Internet of Medical Things (Iomt) in Clinical Instrumentation: Design, Integration, and Applications
Abstract
The foundation of medical IoT devices is the daily circumstances, technological advancements in the Internet of Things, artificial intelligence-based machine learning technology, and the demand for more advanced health care. Thus, IoMT activities revolve around gathering and processing patient data to support better health management and control, e.g. wearable devices to collect health data, send them to a cloud-based platform for communication, processing, an online interface for healthcare professionals to analyze and visualize the information. Recently, demand for a more advanced health care system, i.e. massive health data collection, advanced processing systems producing preventive alerts and offers for patients, have raised new research questions surrounding this technology. The motivation to better respond to these aspects lies in the complexity of the IoMT environments, which enables the presence of a huge number of devices, connections, and interactions, on a geographical scale that is often unknown or not controllable, e.g. by health care professionals, exposing to communication and processing that are often performed by unknown actors over unknown networks and geographically dispersed data storing, all in a context sensitive to human well-being .

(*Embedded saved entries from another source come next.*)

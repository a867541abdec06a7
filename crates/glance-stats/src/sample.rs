//! Descriptive statistics over a one-dimensional sample

use crate::error::{Error, Result};
use crate::normality::{shapiro_wilk, ShapiroWilk};
use crate::quantile::quantile_sorted;
use statrs::statistics::Statistics;
use std::fmt;

/// Significance threshold for the normality verdict. Strictly exceeded
/// p-values read as "Normal".
const NORMALITY_ALPHA: f64 = 0.05;

/// Descriptive statistics of a sample, one value per metric.
///
/// Recomputed from the stored sample on every call; repeated calls on the
/// same sample are bit-identical.
#[derive(Debug, Clone, Copy, PartialEq)]
pub struct Summary {
    /// Arithmetic mean
    pub mean: f64,
    /// 50th percentile, linear interpolation between order statistics
    pub median: f64,
    /// Population standard deviation (denominator n)
    pub std_dev: f64,
    /// Interquartile range (75th minus 25th percentile)
    pub iqr: f64,
}

/// Verdict of the normality check
#[derive(Debug, Clone, Copy, PartialEq, Eq)]
pub enum Normality {
    Normal,
    NotNormal,
}

impl fmt::Display for Normality {
    fn fmt(&self, f: &mut fmt::Formatter<'_>) -> fmt::Result {
        match self {
            Normality::Normal => write!(f, "Normal"),
            Normality::NotNormal => write!(f, "Not Normal"),
        }
    }
}

/// A numeric sample with descriptive-statistics and normality-check
/// operations.
///
/// The sample is validated once at construction (non-empty, finite) and
/// never mutated afterwards.
#[derive(Debug, Clone, PartialEq)]
pub struct SampleStatistics {
    data: Vec<f64>,
}

impl SampleStatistics {
    /// Wrap a sample, rejecting empty or non-finite input.
    pub fn new(data: impl Into<Vec<f64>>) -> Result<Self> {
        let data = data.into();
        if data.is_empty() {
            return Err(Error::empty_sample());
        }
        if data.iter().any(|x| !x.is_finite()) {
            return Err(Error::non_finite());
        }
        Ok(Self { data })
    }

    /// The wrapped sample, in construction order.
    pub fn data(&self) -> &[f64] {
        &self.data
    }

    /// Number of observations.
    pub fn len(&self) -> usize {
        self.data.len()
    }

    /// Always false; construction rejects empty samples.
    pub fn is_empty(&self) -> bool {
        self.data.is_empty()
    }

    /// Compute mean, median, population standard deviation, and IQR.
    pub fn summary(&self) -> Summary {
        let mut sorted = self.data.clone();
        sorted.sort_by(f64::total_cmp);

        Summary {
            mean: self.data.iter().mean(),
            median: quantile_sorted(&sorted, 0.5),
            std_dev: self.data.iter().population_std_dev(),
            iqr: quantile_sorted(&sorted, 0.75) - quantile_sorted(&sorted, 0.25),
        }
    }

    /// Shapiro-Wilk verdict at the fixed 0.05 significance level.
    ///
    /// Returns [`Normality::Normal`] only when p strictly exceeds 0.05.
    /// Requires n >= 3; a zero-variance sample is an error since the test
    /// statistic is undefined there.
    pub fn check_normality(&self) -> Result<Normality> {
        let test = self.shapiro_wilk()?;
        if test.p_value > NORMALITY_ALPHA {
            Ok(Normality::Normal)
        } else {
            Ok(Normality::NotNormal)
        }
    }

    /// The underlying Shapiro-Wilk statistic and p-value.
    pub fn shapiro_wilk(&self) -> Result<ShapiroWilk> {
        shapiro_wilk(&self.data)
    }
}

#[cfg(test)]
mod tests {
    use super::*;
    use approx::assert_relative_eq;

    #[test]
    fn test_rejects_empty() {
        assert!(matches!(
            SampleStatistics::new(Vec::new()),
            Err(Error::InvalidSample(_))
        ));
    }

    #[test]
    fn test_rejects_non_finite() {
        assert!(matches!(
            SampleStatistics::new(vec![1.0, f64::INFINITY]),
            Err(Error::InvalidSample(_))
        ));
        assert!(matches!(
            SampleStatistics::new(vec![f64::NAN]),
            Err(Error::InvalidSample(_))
        ));
    }

    #[test]
    fn test_summary_known_sample() {
        let sample =
            SampleStatistics::new(vec![2.0, 4.0, 4.0, 4.0, 5.0, 5.0, 7.0, 9.0]).unwrap();
        let summary = sample.summary();

        assert_relative_eq!(summary.mean, 5.0);
        assert_relative_eq!(summary.median, 4.5);
        // Population variance = 32 / 8 = 4.
        assert_relative_eq!(summary.std_dev, 2.0);
        assert_relative_eq!(summary.iqr, 1.5);
    }

    #[test]
    fn test_summary_nonnegative_spread() {
        let sample = SampleStatistics::new(vec![3.0, -1.0, 4.0, 1.0, -5.0, 9.0]).unwrap();
        let summary = sample.summary();
        assert!(summary.std_dev >= 0.0);
        assert!(summary.iqr >= 0.0);
    }

    #[test]
    fn test_summary_constant_sample() {
        let sample = SampleStatistics::new(vec![7.0; 5]).unwrap();
        let summary = sample.summary();
        assert_eq!(summary.mean, 7.0);
        assert_eq!(summary.median, 7.0);
        assert_eq!(summary.std_dev, 0.0);
        assert_eq!(summary.iqr, 0.0);
        // W is undefined at zero variance; surfaced as a computation error.
        assert!(matches!(
            sample.check_normality(),
            Err(Error::Computation(_))
        ));
    }

    #[test]
    fn test_summary_idempotent() {
        let sample = SampleStatistics::new(vec![0.1, 0.7, 0.3, 0.9, 0.5]).unwrap();
        assert_eq!(sample.summary(), sample.summary());
    }

    #[test]
    fn test_normality_verdict_display() {
        assert_eq!(Normality::Normal.to_string(), "Normal");
        assert_eq!(Normality::NotNormal.to_string(), "Not Normal");
    }

    #[test]
    fn test_check_normality_small_sample() {
        let sample = SampleStatistics::new(vec![1.0, 2.0]).unwrap();
        assert!(matches!(
            sample.check_normality(),
            Err(Error::InsufficientData { .. })
        ));
    }
}
//! Error types for chart rendering

use plotters::drawing::DrawingAreaErrorKind;
use thiserror::Error;

#[derive(Error, Debug)]
pub enum Error {
    /// The requested column does not exist in the DataFrame
    #[error("Unknown column: {0}")]
    UnknownColumn(String),

    /// The column exists but cannot be used for the requested chart
    #[error("Invalid column: {0}")]
    InvalidColumn(String),

    /// Invalid rendering parameter (bin count, dimensions, ...)
    #[error("Invalid parameter: {0}")]
    InvalidParameter(String),

    /// Polars error while reading the DataFrame
    #[error("Polars error: {0}")]
    Polars(#[from] polars::error::PolarsError),

    /// Drawing backend failure
    #[error("Render error: {0}")]
    Render(String),
}

pub type Result<T> = std::result::Result<T, Error>;

impl<E: std::error::Error + Send + Sync> From<DrawingAreaErrorKind<E>> for Error {
    fn from(e: DrawingAreaErrorKind<E>) -> Self {
        Error::Render(e.to_string())
    }
}

#[cfg(test)]
mod tests {
    use super::*;

    #[test]
    fn test_error_display() {
        let err = Error::UnknownColumn("revenue".to_string());
        assert_eq!(err.to_string(), "Unknown column: revenue");

        let err = Error::InvalidColumn("no numeric values in 'label'".to_string());
        assert_eq!(err.to_string(), "Invalid column: no numeric values in 'label'");

        let err = Error::InvalidParameter("bins must be positive".to_string());
        assert_eq!(err.to_string(), "Invalid parameter: bins must be positive");

        let err = Error::Render("backend closed".to_string());
        assert_eq!(err.to_string(), "Render error: backend closed");
    }
}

Given the increasing number of personal health monitoring devices connected to IoMT infrastructure and adding the energy constraint, as some devices cannot be plugged continuously to a power supply, experts and researchers are facing emergent problems, involving hardware and software debugging, pollution of medical data with excessive alerts (alarms) and missing diagnoses alerts by important events. Strategies for conducting continuous data reception and synchronization, as well as real-time alert/failure checking and feedback provision, are elaborated. At last, open issues and future research direction on medical IoT operations are discussed.